Banks still need strict rules


Head of the banking association Christan Sewing at the Handelsblatt banking summit

Sewing and the President of the Sparkasse, Helmut Schleweis, are calling for the banks to be relieved of regulation.

(Photo: Marc-Steffen Unger for Handelsblatt)

There are actually a lot of points of contention between savings banks and private banks. But when it comes to one issue, there is the most beautiful harmony between the Sparkasse President Helmut Schleweis and the head of the banking association Christan Sewing: Both are calling for relief for the banks in terms of regulation.

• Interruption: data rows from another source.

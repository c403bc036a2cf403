//! Tag mutation protocol and derived queries.
//!
//! # Responsibility
//! - Gate add/remove mutations on the caller holding the role named by the
//!   tag token.
//! - Run the burn-safe public cleanup path for destroyed items.
//! - Answer account-level tag queries through the representative item.
//!
//! # Invariants
//! - Every mutation is all-or-nothing; a failed precondition leaves no
//!   partial state.
//! - The item's owner is read from the oracle at call time, never cached.
//! - The automatic representative default never overwrites an existing
//!   entry ("first qualifying item wins").

use crate::authority::RoleAuthority;
use crate::model::{Account, ItemId, RoleId, TagId};
use crate::oracle::{ItemOwnership, OracleError, OwnershipOracle};
use crate::repo::registry_repo::{RegistryStore, RepoError, TagEvent};
use log::{info, warn};
use std::error::Error;
use std::fmt::{Display, Formatter};

/// Tunable registry policies.
#[derive(Debug, Clone, Copy, PartialEq, Eq)]
pub struct RegistryConfig {
    /// When true, a successful tag-add assigns the item as the owner's
    /// representative item if the owner has none yet.
    pub auto_default: bool,
}

impl Default for RegistryConfig {
    fn default() -> Self {
        Self { auto_default: true }
    }
}

/// Service error for registry use-cases.
#[derive(Debug)]
pub enum RegistryError {
    /// The item already carries the tag.
    AlreadyTagged { tag: TagId, item: ItemId },
    /// The item does not carry the tag.
    NotTagged { tag: TagId, item: ItemId },
    /// Burn-safe removal was attempted on a live item.
    TokenNotBurned(ItemId),
    /// The caller does not hold the required role.
    Unauthorized { role: RoleId, account: Account },
    /// The ownership ledger reports the item as nonexistent.
    ItemNotFound(ItemId),
    /// Ownership ledger infrastructure failure.
    Oracle(OracleError),
    /// Persistence-layer failure.
    Store(RepoError),
}

impl Display for RegistryError {
    fn fmt(&self, f: &mut Formatter<'_>) -> std::fmt::Result {
        match self {
            Self::AlreadyTagged { tag, item } => {
                write!(f, "item {item} already carries tag {tag}")
            }
            Self::NotTagged { tag, item } => {
                write!(f, "item {item} does not carry tag {tag}")
            }
            Self::TokenNotBurned(item) => {
                write!(f, "item {item} still has a live owner; not burned")
            }
            Self::Unauthorized { role, account } => {
                write!(f, "account {account} does not hold role {role}")
            }
            Self::ItemNotFound(item) => write!(f, "item not found: {item}"),
            Self::Oracle(err) => write!(f, "{err}"),
            Self::Store(err) => write!(f, "{err}"),
        }
    }
}

impl Error for RegistryError {
    fn source(&self) -> Option<&(dyn Error + 'static)> {
        match self {
            Self::Oracle(err) => Some(err),
            Self::Store(err) => Some(err),
            _ => None,
        }
    }
}

impl From<RepoError> for RegistryError {
    fn from(value: RepoError) -> Self {
        match value {
            RepoError::AlreadyTagged { tag, item } => Self::AlreadyTagged { tag, item },
            RepoError::NotTagged { tag, item } => Self::NotTagged { tag, item },
            other => Self::Store(other),
        }
    }
}

impl From<OracleError> for RegistryError {
    fn from(value: OracleError) -> Self {
        Self::Oracle(value)
    }
}

/// Registry facade over storage, ownership oracle, and role authority.
pub struct TagRegistry<S, O, A> {
    store: S,
    oracle: O,
    authority: A,
    config: RegistryConfig,
}

impl<S, O, A> TagRegistry<S, O, A>
where
    S: RegistryStore,
    O: OwnershipOracle,
    A: RoleAuthority,
{
    /// Creates a registry with default policies.
    pub fn new(store: S, oracle: O, authority: A) -> Self {
        Self::with_config(store, oracle, authority, RegistryConfig::default())
    }

    pub fn with_config(store: S, oracle: O, authority: A, config: RegistryConfig) -> Self {
        Self {
            store,
            oracle,
            authority,
            config,
        }
    }

    pub fn config(&self) -> RegistryConfig {
        self.config
    }

    pub fn oracle(&self) -> &O {
        &self.oracle
    }

    /// External ledger mutations (mint/transfer/burn) happen outside the
    /// registry; this accessor exists for hosts that embed the reference
    /// ledger directly.
    pub fn oracle_mut(&mut self) -> &mut O {
        &mut self.oracle
    }

    pub fn authority(&self) -> &A {
        &self.authority
    }

    pub fn authority_mut(&mut self) -> &mut A {
        &mut self.authority
    }

    /// Attaches `tag` to `item`.
    ///
    /// `caller` must hold the role named by `tag`. On success the item's
    /// current owner may receive the item as representative default, per
    /// [`RegistryConfig::auto_default`].
    pub fn add_tag(
        &mut self,
        caller: &Account,
        item: ItemId,
        tag: TagId,
    ) -> Result<(), RegistryError> {
        self.require_role(tag, caller)?;

        if self.store.item_has_tag(tag, item)? {
            warn!("event=tag_add module=service status=rejected reason=already_tagged tag={tag} item={item}");
            return Err(RegistryError::AlreadyTagged { tag, item });
        }

        let owner = match self.oracle.owner_of(item)? {
            ItemOwnership::Owner(owner) => owner,
            ItemOwnership::NotFound => {
                warn!("event=tag_add module=service status=rejected reason=item_not_found tag={tag} item={item}");
                return Err(RegistryError::ItemNotFound(item));
            }
        };

        let default_for = self.default_assignment_target(&owner)?;
        self.store.add_tag(tag, item, default_for.as_ref())?;

        info!(
            "event=tag_add module=service status=ok tag={tag} item={item} caller={caller} default_assigned={}",
            default_for.is_some()
        );
        Ok(())
    }

    /// Detaches `tag` from `item`. `caller` must hold the role named by `tag`.
    pub fn remove_tag(
        &mut self,
        caller: &Account,
        item: ItemId,
        tag: TagId,
    ) -> Result<(), RegistryError> {
        self.require_role(tag, caller)?;
        self.store.remove_tag(tag, item)?;
        info!("event=tag_remove module=service status=ok tag={tag} item={item} caller={caller}");
        Ok(())
    }

    /// Detaches `tag` from a burned `item`. Public: callable by anyone.
    ///
    /// Once an item is destroyed no owner exists to be re-tagged under
    /// authorization, so cleanup is open to prevent permanent count drift.
    /// Fails with `TokenNotBurned` while the ledger still reports an owner.
    pub fn remove_tag_from_burned(
        &mut self,
        item: ItemId,
        tag: TagId,
    ) -> Result<(), RegistryError> {
        match self.oracle.owner_of(item)? {
            ItemOwnership::Owner(_) => {
                warn!("event=tag_remove_burned module=service status=rejected reason=not_burned tag={tag} item={item}");
                Err(RegistryError::TokenNotBurned(item))
            }
            ItemOwnership::NotFound => {
                self.store.remove_tag(tag, item)?;
                info!("event=tag_remove_burned module=service status=ok tag={tag} item={item}");
                Ok(())
            }
        }
    }

    /// Answers whether `account` currently holds `tag` through its
    /// representative item.
    ///
    /// Returns false for accounts with no representative, and for stale
    /// representatives the account no longer owns (including burned items).
    /// Never errors on non-existence; only oracle infrastructure failures
    /// propagate.
    pub fn has_tag(&self, account: &Account, tag: TagId) -> Result<bool, RegistryError> {
        let Some(item) = self.store.resolve_default(account)? else {
            return Ok(false);
        };

        match self.oracle.owner_of(item)? {
            ItemOwnership::Owner(owner) if owner == *account => {
                Ok(self.store.item_has_tag(tag, item)?)
            }
            _ => Ok(false),
        }
    }

    /// Direct item-scoped membership lookup, no ownership re-validation.
    pub fn item_has_tag(&self, item: ItemId, tag: TagId) -> Result<bool, RegistryError> {
        Ok(self.store.item_has_tag(tag, item)?)
    }

    /// Live count of items carrying `tag`.
    pub fn total_tag_havers(&self, tag: TagId) -> Result<u64, RegistryError> {
        Ok(self.store.tag_count(tag)?)
    }

    /// Self-service representative override: `caller` overwrites their own
    /// entry unconditionally. The entry is never asserted valid; account
    /// queries re-validate ownership on every read.
    pub fn set_default(&mut self, caller: &Account, item: ItemId) -> Result<(), RegistryError> {
        self.store.set_default(caller, item)?;
        info!("event=default_set module=service status=ok account={caller} item={item}");
        Ok(())
    }

    /// Delegates administration of `role` to `admin_role`.
    ///
    /// `caller` must hold the role's current admin role. This is how a
    /// top-level administrator hands tag management to a second tier without
    /// granting full administrative control.
    pub fn set_role_admin(
        &mut self,
        caller: &Account,
        role: RoleId,
        admin_role: RoleId,
    ) -> Result<(), RegistryError> {
        let current_admin = self.authority.role_admin(role);
        if !self.authority.has_role(current_admin, caller) {
            warn!("event=role_admin_set module=service status=rejected role={role} caller={caller}");
            return Err(RegistryError::Unauthorized {
                role: current_admin,
                account: caller.clone(),
            });
        }

        self.authority.set_role_admin(role, admin_role);
        info!("event=role_admin_set module=service status=ok role={role} admin_role={admin_role} caller={caller}");
        Ok(())
    }

    /// Returns notifications appended after `after_seq`, in append order.
    pub fn events_since(&self, after_seq: i64) -> Result<Vec<TagEvent>, RegistryError> {
        Ok(self.store.events_since(after_seq)?)
    }

    fn require_role(&self, role: RoleId, caller: &Account) -> Result<(), RegistryError> {
        if self.authority.has_role(role, caller) {
            Ok(())
        } else {
            warn!("event=role_check module=service status=rejected role={role} caller={caller}");
            Err(RegistryError::Unauthorized {
                role,
                account: caller.clone(),
            })
        }
    }

    /// Post-add default policy: the first tagged item an owner qualifies for
    /// becomes their representative, once. Returns the account to assign for,
    /// or `None` when the policy is disabled or an entry already exists.
    fn default_assignment_target(
        &self,
        owner: &Account,
    ) -> Result<Option<Account>, RegistryError> {
        if !self.config.auto_default {
            return Ok(None);
        }
        if self.store.resolve_default(owner)?.is_some() {
            return Ok(None);
        }
        Ok(Some(owner.clone()))
    }
}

At least the rules that were suspended during the pandemic, such as the completion of the stricter capital requirements under the heading Basel IV, should now remain in a drawer once and for all.

Schleweis’s argument: In the pandemic, the banks had proven that they are robust enough to withstand even the most severe upheavals. Sewing complains that domestic banks are at an unfair disadvantage compared to competitors from other countries such as the USA and from other industries that do similar business but are not so strictly regulated.

Sewing and Schleweis are right on two points. Regulation must take regional differences in the global banking landscape into account. Stricter capital requirements must not lead to a disadvantage for European or German banks just because the market structure here looks different than in the USA. And the regulators have to address the issue of shadow banking much more systematically than before.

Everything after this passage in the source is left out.